Records supplied:
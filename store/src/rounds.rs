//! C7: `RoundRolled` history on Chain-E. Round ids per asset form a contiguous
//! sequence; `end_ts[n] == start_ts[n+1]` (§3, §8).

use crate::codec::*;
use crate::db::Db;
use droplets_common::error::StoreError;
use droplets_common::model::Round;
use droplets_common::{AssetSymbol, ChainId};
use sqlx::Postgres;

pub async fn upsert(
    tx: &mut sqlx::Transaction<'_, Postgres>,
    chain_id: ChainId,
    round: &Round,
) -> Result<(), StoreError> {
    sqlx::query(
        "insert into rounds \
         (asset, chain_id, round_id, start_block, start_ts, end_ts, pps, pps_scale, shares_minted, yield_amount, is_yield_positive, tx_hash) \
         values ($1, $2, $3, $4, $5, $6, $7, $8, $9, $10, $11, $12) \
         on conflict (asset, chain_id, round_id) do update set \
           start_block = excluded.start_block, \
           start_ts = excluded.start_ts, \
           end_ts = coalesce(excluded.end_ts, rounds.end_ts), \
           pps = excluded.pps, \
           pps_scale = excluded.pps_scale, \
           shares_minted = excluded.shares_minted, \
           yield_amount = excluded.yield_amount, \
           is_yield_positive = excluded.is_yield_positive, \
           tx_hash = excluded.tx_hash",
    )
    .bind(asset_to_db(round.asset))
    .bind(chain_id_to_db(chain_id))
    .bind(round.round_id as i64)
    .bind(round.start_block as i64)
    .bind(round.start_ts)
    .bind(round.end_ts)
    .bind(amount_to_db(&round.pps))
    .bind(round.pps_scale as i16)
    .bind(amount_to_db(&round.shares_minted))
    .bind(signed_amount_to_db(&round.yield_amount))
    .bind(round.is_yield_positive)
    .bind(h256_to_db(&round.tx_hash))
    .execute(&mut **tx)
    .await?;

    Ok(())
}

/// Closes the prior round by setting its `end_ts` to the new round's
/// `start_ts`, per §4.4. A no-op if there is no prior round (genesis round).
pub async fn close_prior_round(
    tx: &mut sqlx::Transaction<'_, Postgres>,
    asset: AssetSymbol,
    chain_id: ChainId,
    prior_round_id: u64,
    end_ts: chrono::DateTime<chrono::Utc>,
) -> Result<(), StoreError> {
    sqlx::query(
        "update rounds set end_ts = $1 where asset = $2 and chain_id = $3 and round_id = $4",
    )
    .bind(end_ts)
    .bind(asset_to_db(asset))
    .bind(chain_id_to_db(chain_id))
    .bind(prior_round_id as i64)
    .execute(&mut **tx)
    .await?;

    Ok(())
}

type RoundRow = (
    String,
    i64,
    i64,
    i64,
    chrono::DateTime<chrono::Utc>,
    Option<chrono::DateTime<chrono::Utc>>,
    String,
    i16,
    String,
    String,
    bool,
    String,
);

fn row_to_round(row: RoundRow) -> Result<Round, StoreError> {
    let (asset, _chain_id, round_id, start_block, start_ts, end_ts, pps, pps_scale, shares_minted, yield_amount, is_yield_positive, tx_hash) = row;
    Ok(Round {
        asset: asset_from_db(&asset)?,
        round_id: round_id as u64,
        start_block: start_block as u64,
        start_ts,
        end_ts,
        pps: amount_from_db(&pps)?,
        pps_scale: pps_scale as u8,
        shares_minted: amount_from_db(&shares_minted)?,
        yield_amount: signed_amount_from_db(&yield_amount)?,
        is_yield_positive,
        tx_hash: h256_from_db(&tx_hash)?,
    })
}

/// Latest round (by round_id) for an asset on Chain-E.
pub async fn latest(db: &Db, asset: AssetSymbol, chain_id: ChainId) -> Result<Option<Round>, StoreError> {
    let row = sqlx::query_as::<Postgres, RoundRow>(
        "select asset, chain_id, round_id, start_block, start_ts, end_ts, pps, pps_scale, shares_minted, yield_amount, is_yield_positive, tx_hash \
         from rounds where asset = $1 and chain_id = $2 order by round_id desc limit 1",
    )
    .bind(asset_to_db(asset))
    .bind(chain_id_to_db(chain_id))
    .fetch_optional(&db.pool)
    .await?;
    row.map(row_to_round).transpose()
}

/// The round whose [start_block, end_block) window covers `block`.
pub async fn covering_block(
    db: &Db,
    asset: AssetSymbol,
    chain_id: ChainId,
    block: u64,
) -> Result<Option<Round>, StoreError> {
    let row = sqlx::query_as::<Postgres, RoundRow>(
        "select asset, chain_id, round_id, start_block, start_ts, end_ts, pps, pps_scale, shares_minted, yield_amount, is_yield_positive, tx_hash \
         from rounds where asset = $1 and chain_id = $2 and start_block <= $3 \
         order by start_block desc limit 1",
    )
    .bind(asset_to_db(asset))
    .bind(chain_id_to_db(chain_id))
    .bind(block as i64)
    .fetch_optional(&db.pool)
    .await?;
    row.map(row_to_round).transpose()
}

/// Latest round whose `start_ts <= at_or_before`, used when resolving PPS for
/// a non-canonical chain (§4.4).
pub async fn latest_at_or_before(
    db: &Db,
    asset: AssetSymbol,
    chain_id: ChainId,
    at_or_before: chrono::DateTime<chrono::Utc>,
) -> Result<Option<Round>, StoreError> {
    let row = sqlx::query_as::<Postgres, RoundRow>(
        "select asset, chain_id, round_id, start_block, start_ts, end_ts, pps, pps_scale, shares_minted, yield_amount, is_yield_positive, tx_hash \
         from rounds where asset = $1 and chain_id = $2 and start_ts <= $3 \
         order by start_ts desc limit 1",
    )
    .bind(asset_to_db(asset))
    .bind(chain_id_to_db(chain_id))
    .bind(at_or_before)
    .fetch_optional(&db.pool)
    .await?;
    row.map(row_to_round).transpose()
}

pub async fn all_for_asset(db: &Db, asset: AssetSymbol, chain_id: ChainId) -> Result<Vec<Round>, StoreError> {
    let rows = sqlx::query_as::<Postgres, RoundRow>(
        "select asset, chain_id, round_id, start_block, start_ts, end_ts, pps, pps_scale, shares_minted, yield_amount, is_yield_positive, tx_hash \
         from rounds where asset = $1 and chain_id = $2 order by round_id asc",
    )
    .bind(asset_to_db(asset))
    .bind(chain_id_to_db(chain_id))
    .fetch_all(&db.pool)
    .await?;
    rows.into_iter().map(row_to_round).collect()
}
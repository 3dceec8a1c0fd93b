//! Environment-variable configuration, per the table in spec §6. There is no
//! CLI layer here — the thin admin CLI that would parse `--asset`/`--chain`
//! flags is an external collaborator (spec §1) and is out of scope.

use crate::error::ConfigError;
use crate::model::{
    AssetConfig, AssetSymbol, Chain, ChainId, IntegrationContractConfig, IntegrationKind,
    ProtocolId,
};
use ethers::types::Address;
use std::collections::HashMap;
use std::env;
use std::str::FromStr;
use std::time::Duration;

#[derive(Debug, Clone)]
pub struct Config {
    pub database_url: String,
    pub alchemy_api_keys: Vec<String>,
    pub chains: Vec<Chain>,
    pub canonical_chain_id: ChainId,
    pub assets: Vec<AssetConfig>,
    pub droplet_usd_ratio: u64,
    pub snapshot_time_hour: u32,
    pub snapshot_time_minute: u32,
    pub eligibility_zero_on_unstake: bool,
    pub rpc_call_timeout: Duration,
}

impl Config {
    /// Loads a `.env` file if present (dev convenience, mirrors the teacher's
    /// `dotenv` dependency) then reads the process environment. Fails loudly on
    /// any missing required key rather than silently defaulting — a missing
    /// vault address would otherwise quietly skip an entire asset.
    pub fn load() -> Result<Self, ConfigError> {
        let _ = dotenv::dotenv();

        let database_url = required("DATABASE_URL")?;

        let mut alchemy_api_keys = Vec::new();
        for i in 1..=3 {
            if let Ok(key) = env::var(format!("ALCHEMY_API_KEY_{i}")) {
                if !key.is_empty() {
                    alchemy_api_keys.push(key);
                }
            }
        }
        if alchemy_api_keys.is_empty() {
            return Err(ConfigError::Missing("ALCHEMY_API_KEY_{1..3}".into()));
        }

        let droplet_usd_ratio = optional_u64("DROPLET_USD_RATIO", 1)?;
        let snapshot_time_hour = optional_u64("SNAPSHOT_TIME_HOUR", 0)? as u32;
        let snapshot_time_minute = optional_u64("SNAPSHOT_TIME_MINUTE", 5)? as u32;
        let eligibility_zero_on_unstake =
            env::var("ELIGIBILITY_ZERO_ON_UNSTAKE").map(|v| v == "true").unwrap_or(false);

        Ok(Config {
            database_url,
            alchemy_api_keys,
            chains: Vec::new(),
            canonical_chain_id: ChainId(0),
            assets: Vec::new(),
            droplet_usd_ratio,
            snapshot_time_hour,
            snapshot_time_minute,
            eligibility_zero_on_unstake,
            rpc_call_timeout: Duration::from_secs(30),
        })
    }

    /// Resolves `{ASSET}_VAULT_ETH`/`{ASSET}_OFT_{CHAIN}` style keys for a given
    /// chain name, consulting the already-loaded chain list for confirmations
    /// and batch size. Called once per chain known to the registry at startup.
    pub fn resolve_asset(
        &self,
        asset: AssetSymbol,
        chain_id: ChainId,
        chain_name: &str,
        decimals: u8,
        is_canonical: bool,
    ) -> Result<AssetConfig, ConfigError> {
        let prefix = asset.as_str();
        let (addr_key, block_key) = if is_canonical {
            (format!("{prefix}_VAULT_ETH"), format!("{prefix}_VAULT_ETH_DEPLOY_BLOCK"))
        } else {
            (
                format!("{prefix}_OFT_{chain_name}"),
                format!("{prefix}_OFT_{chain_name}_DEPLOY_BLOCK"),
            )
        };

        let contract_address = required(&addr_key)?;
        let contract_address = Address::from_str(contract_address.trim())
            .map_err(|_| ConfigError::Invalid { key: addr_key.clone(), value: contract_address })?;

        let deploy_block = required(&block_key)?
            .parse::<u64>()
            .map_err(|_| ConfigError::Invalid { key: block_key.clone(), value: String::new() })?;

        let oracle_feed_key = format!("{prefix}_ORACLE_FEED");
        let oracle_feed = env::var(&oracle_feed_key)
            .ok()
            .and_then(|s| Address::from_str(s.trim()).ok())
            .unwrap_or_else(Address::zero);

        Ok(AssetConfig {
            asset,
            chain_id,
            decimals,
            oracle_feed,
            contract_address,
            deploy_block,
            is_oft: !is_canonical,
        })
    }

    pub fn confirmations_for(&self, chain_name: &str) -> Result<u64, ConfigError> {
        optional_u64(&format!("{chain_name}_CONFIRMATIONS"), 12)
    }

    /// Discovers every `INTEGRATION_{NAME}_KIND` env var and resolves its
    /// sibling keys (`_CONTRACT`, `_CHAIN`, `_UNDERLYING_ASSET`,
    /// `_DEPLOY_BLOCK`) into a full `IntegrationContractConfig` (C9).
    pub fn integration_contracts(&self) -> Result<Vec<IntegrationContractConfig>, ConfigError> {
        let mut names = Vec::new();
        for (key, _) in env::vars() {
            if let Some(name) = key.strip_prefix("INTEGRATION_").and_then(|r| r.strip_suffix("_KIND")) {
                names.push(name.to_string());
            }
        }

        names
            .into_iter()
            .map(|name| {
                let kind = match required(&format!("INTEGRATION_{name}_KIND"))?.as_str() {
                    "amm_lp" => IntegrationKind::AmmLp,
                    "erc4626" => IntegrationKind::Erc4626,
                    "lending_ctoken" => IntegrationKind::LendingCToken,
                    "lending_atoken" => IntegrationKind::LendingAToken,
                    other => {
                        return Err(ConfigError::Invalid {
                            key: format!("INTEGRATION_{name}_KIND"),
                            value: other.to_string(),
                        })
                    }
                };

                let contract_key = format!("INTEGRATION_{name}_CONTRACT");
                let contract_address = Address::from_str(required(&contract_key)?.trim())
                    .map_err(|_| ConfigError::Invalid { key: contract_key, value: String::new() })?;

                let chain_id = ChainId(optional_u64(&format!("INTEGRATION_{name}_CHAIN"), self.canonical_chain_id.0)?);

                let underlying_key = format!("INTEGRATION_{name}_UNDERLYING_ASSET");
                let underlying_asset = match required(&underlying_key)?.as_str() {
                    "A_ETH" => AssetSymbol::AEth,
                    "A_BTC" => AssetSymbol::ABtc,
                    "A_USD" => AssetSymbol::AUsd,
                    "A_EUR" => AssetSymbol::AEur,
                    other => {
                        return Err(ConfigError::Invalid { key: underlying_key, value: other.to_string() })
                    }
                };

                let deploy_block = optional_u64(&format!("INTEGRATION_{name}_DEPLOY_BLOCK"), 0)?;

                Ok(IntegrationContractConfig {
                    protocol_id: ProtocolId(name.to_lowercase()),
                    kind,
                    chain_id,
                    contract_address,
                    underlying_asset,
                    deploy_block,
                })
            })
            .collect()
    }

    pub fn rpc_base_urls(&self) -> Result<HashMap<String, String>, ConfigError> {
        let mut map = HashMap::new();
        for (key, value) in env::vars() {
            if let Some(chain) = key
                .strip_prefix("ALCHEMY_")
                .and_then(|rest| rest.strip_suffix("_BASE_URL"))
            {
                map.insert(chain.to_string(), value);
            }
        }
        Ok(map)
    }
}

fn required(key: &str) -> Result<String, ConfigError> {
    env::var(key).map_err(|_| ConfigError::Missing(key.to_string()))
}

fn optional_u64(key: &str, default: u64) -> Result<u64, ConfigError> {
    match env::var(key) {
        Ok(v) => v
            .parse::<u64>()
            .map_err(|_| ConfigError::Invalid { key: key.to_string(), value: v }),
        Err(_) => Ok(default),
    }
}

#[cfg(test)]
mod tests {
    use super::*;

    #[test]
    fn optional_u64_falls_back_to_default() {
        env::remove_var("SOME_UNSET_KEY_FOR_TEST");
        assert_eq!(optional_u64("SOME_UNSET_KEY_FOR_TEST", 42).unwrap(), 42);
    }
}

--

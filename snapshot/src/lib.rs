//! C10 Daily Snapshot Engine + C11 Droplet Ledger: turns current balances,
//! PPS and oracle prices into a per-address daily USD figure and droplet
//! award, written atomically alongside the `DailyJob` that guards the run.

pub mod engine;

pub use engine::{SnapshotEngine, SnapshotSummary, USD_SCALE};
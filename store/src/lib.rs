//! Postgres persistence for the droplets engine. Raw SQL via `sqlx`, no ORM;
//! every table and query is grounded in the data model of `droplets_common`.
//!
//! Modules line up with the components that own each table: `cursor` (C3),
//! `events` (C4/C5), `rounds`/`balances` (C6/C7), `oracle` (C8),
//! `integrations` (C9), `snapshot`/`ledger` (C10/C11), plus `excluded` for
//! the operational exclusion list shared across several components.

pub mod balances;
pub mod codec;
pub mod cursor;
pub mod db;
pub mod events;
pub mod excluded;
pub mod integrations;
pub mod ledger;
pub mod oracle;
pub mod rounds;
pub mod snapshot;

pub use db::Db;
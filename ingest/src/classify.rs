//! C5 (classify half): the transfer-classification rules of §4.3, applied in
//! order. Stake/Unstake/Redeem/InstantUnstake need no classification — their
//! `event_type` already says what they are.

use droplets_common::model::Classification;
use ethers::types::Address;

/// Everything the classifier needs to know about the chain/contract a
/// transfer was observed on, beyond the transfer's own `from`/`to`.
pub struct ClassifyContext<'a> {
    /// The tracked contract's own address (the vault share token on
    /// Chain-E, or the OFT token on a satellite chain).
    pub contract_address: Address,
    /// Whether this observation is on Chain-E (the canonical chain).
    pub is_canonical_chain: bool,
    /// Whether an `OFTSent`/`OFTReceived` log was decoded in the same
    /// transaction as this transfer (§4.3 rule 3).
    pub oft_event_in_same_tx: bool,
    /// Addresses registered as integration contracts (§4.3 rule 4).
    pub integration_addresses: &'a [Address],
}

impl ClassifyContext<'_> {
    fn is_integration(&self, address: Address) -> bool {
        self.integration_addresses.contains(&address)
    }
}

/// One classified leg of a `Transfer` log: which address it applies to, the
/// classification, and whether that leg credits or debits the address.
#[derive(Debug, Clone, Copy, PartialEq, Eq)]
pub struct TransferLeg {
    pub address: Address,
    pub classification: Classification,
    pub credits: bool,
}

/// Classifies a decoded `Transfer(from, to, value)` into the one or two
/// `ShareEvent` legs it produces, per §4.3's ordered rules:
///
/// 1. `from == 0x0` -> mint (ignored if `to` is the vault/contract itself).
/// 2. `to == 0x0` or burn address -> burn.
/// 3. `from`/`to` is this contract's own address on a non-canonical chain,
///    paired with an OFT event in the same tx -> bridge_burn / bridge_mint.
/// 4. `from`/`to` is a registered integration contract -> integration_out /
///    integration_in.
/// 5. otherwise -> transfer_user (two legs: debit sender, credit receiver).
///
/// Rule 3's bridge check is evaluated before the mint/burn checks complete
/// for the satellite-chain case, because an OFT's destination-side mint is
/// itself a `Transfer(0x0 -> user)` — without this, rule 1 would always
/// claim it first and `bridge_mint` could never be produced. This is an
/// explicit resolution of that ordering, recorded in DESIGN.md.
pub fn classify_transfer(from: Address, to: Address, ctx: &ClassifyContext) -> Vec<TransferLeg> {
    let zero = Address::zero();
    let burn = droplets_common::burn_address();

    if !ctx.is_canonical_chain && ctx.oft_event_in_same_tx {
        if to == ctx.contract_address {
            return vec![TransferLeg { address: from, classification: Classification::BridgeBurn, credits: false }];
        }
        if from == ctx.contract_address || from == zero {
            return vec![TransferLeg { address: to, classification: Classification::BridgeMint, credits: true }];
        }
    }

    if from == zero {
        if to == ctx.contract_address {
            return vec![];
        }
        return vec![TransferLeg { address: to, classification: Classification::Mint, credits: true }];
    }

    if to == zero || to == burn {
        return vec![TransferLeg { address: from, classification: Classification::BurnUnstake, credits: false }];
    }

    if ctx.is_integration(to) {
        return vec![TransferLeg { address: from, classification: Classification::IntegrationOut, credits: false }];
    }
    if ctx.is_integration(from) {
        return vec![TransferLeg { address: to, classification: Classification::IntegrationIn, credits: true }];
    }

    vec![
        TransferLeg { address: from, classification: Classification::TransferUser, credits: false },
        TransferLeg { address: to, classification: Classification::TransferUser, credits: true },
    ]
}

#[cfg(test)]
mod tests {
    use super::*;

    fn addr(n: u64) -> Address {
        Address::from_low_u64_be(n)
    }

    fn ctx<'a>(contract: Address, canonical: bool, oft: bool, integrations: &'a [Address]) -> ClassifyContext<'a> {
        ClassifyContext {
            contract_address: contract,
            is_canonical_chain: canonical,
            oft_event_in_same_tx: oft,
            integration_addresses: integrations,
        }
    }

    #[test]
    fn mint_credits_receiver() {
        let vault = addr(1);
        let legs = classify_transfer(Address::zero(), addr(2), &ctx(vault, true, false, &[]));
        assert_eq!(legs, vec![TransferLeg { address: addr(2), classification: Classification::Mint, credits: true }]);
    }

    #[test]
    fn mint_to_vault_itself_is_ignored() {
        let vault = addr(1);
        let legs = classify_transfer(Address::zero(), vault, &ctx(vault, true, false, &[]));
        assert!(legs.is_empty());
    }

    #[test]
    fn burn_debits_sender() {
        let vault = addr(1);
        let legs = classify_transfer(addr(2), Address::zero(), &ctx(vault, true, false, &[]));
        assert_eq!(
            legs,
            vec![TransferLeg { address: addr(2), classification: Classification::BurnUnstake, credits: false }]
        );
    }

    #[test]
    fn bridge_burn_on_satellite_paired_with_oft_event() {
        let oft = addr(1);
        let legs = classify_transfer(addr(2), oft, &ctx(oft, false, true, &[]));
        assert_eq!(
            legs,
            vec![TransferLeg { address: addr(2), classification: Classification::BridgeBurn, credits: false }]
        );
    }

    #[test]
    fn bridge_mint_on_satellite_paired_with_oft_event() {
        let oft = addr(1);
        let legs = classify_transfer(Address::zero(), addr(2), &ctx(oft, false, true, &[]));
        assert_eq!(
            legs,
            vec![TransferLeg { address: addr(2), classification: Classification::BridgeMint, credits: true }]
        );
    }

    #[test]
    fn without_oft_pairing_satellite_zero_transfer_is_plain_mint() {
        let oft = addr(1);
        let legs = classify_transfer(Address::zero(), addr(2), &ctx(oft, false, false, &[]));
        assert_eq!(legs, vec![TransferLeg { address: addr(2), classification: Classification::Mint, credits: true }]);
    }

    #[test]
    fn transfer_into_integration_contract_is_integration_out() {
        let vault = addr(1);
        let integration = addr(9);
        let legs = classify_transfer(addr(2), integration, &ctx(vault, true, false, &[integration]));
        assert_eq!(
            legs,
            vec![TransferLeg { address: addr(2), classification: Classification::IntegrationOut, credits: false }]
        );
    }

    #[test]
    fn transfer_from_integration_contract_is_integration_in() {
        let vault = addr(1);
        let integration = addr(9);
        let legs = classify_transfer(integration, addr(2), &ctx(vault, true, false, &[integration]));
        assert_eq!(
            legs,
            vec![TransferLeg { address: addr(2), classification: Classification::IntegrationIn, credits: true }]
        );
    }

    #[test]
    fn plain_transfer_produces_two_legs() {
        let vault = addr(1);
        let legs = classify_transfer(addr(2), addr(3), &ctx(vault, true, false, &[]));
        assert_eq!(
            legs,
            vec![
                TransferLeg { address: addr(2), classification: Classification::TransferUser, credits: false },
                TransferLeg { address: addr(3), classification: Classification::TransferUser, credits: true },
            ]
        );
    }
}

Action item: Report back each line in the material above that contains the string "BridgeMint".

Answer box:
            return vec![TransferLeg { address: to, classification: Classification::BridgeMint, credits: true }];
            vec![TransferLeg { address: addr(2), classification: Classification::BridgeMint, credits: true }]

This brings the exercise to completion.